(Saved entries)

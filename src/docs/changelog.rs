//! Changelog parsing.
//!
//! Understands the "Keep a Changelog" layout: one `## ` heading per version,
//! newest first, optionally bracketed and followed by a date.
//!
//! ```text
//! ## [Unreleased]
//! ## [1.2.0] - 2024-03-01
//! ## 1.1.0
//! ```

use std::path::PathBuf;
use std::sync::OnceLock;

use regex::Regex;

use crate::error::ToolError;

/// Version label used for changes not yet released.
pub const UNRELEASED: &str = "Unreleased";

fn heading_regex() -> &'static Regex {
    static HEADING: OnceLock<Regex> = OnceLock::new();
    HEADING.get_or_init(|| {
        Regex::new(r"^##\s+\[?([^\]\s]+)\]?(?:\s*[-–]\s*(\S.*?))?\s*$")
            .expect("changelog heading pattern is a valid regex")
    })
}

/// One version section of a changelog.
#[derive(Debug, Clone, PartialEq, Eq)]
pub struct ChangelogEntry {
    /// Version label as written, without brackets.
    pub version: String,
    /// Release date, if the heading has one.
    pub date: Option<String>,
    /// Section text below the heading, trimmed.
    pub body: String,
}

impl ChangelogEntry {
    /// Returns `true` if `version` names this entry.
    ///
    /// Comparison ignores ASCII case and a leading `v`.
    #[must_use]
    pub fn matches(&self, version: &str) -> bool {
        let normalise = |v: &str| {
            let v = v.trim();
            v.strip_prefix(['v', 'V']).unwrap_or(v).to_ascii_lowercase()
        };
        normalise(&self.version) == normalise(version)
    }

    /// Returns `true` for the unreleased section.
    #[must_use]
    pub fn is_unreleased(&self) -> bool {
        self.version.eq_ignore_ascii_case(UNRELEASED)
    }

    /// Renders the entry back as Markdown.
    #[must_use]
    pub fn render(&self) -> String {
        let heading = match &self.date {
            Some(date) => format!("## [{}] - {date}", self.version),
            None => format!("## [{}]", self.version),
        };
        if self.body.is_empty() {
            heading
        } else {
            format!("{heading}\n\n{}", self.body)
        }
    }
}

/// Splits changelog text into version entries, in file order.
///
/// Text before the first version heading is ignored.
#[must_use]
pub fn parse_changelog(text: &str) -> Vec<ChangelogEntry> {
    let mut entries = Vec::new();
    let mut current: Option<(ChangelogEntry, Vec<&str>)> = None;

    for line in text.lines() {
        if let Some(caps) = heading_regex().captures(line) {
            if let Some((entry, body)) = current.take() {
                entries.push(finish(entry, &body));
            }
            let entry = ChangelogEntry {
                version: caps[1].to_string(),
                date: caps.get(2).map(|m| m.as_str().to_string()),
                body: String::new(),
            };
            current = Some((entry, Vec::new()));
        } else if let Some((_, body)) = current.as_mut() {
            body.push(line);
        }
    }

    if let Some((entry, body)) = current {
        entries.push(finish(entry, &body));
    }

    entries
}

fn finish(mut entry: ChangelogEntry, body: &[&str]) -> ChangelogEntry {
    entry.body = body.join("\n").trim().to_string();
    entry
}

/// A changelog file on disk, re-read on every access.
#[derive(Debug, Clone)]
pub struct Changelog {
    path: PathBuf,
}

impl Changelog {
    /// Creates a handle for the changelog at `path`.
    #[must_use]
    pub fn new(path: impl Into<PathBuf>) -> Self {
        Self { path: path.into() }
    }

    /// Reads the raw changelog text.
    ///
    /// # Errors
    ///
    /// Returns an error if the file cannot be read.
    pub fn read(&self) -> Result<String, ToolError> {
        std::fs::read_to_string(&self.path).map_err(|e| ToolError::Source {
            path: self.path.clone(),
            source: e,
        })
    }

    /// Reads and parses the changelog.
    ///
    /// # Errors
    ///
    /// Returns an error if the file cannot be read.
    pub fn entries(&self) -> Result<Vec<ChangelogEntry>, ToolError> {
        Ok(parse_changelog(&self.read()?))
    }
}

/// Picks the newest released entry, falling back to the first entry.
#[must_use]
pub fn latest(entries: &[ChangelogEntry]) -> Option<&ChangelogEntry> {
    entries
        .iter()
        .find(|e| !e.is_unreleased())
        .or_else(|| entries.first())
}

#[cfg(test)]
mod tests {
    use super::*;

    const SAMPLE: &str = "\
# Changelog

All notable changes are documented here.

## [Unreleased]

- Streaming search results

## [1.2.0] - 2024-03-01

### Added
- `docs_search_changelog` tool

## v1.1.0

- Initial release
";

    #[test]
    fn heading_pattern_accepts_common_forms() {
        let re = heading_regex();
        assert!(re.is_match("## [1.2.0] - 2024-03-01"));
        assert!(re.is_match("## 1.1.0"));
        assert!(re.is_match("## [Unreleased]"));
        assert!(!re.is_match("### Added"));
        assert!(!re.is_match("# Changelog"));
    }

    #[test]
    fn parses_all_sections() {
        let entries = parse_changelog(SAMPLE);
        let versions: Vec<_> = entries.iter().map(|e| e.version.as_str()).collect();
        assert_eq!(versions, vec!["Unreleased", "1.2.0", "v1.1.0"]);
        assert_eq!(entries[1].date.as_deref(), Some("2024-03-01"));
        assert_eq!(entries[0].date, None);
        assert_eq!(entries[2].body, "- Initial release");
    }

    #[test]
    fn preamble_is_ignored() {
        let entries = parse_changelog(SAMPLE);
        assert!(entries.iter().all(|e| !e.body.contains("notable")));
    }

    #[test]
    fn subsection_headings_stay_in_body() {
        let entries = parse_changelog(SAMPLE);
        assert!(entries[1].body.starts_with("### Added"));
    }

    #[test]
    fn version_matching_ignores_prefix_and_case() {
        let entries = parse_changelog(SAMPLE);
        assert!(entries[2].matches("1.1.0"));
        assert!(entries[1].matches("V1.2.0"));
        assert!(entries[0].matches("unreleased"));
        assert!(!entries[1].matches("1.2"));
    }

    #[test]
    fn latest_skips_unreleased() {
        let entries = parse_changelog(SAMPLE);
        assert_eq!(latest(&entries).unwrap().version, "1.2.0");

        let only_unreleased = parse_changelog("## [Unreleased]\n- wip\n");
        assert_eq!(latest(&only_unreleased).unwrap().version, "Unreleased");

        assert!(latest(&[]).is_none());
    }

    #[test]
    fn render_round_trips_heading() {
        let entries = parse_changelog(SAMPLE);
        let rendered = entries[1].render();
        assert!(rendered.starts_with("## [1.2.0] - 2024-03-01\n\n### Added"));
    }

    #[test]
    fn missing_file_is_an_error() {
        let changelog = Changelog::new("/no/such/CHANGELOG.md");
        assert!(matches!(changelog.entries(), Err(ToolError::Source { .. })));
    }
}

* Work to be completed *
Copy the lines from the start of the data verbatim, stopping after the line containing "pub fn matches(&self, version: &str)".

* Task response *
filename src/docs/changelog.rs
//! Changelog parsing.
//!
//! Understands the "Keep a Changelog" layout: one `## ` heading per version,
//! newest first, optionally bracketed and followed by a date.
//!
//! ```text
//! ## [Unreleased]
//! ## [1.2.0] - 2024-03-01
//! ## 1.1.0
//! ```

use std::path::PathBuf;
use std::sync::OnceLock;

use regex::Regex;

use crate::error::ToolError;

/// Version label used for changes not yet released.
pub const UNRELEASED: &str = "Unreleased";

fn heading_regex() -> &'static Regex {
    static HEADING: OnceLock<Regex> = OnceLock::new();
    HEADING.get_or_init(|| {
        Regex::new(r"^##\s+\[?([^\]\s]+)\]?(?:\s*[-–]\s*(\S.*?))?\s*$")
            .expect("changelog heading pattern is a valid regex")
    })
}

/// One version section of a changelog.
#[derive(Debug, Clone, PartialEq, Eq)]
pub struct ChangelogEntry {
    /// Version label as written, without brackets.
    pub version: String,
    /// Release date, if the heading has one.
    pub date: Option<String>,
    /// Section text below the heading, trimmed.
    pub body: String,
}

impl ChangelogEntry {
    /// Returns `true` if `version` names this entry.
    ///
    /// Comparison ignores ASCII case and a leading `v`.
    #[must_use]
    pub fn matches(&self, version: &str) -> bool {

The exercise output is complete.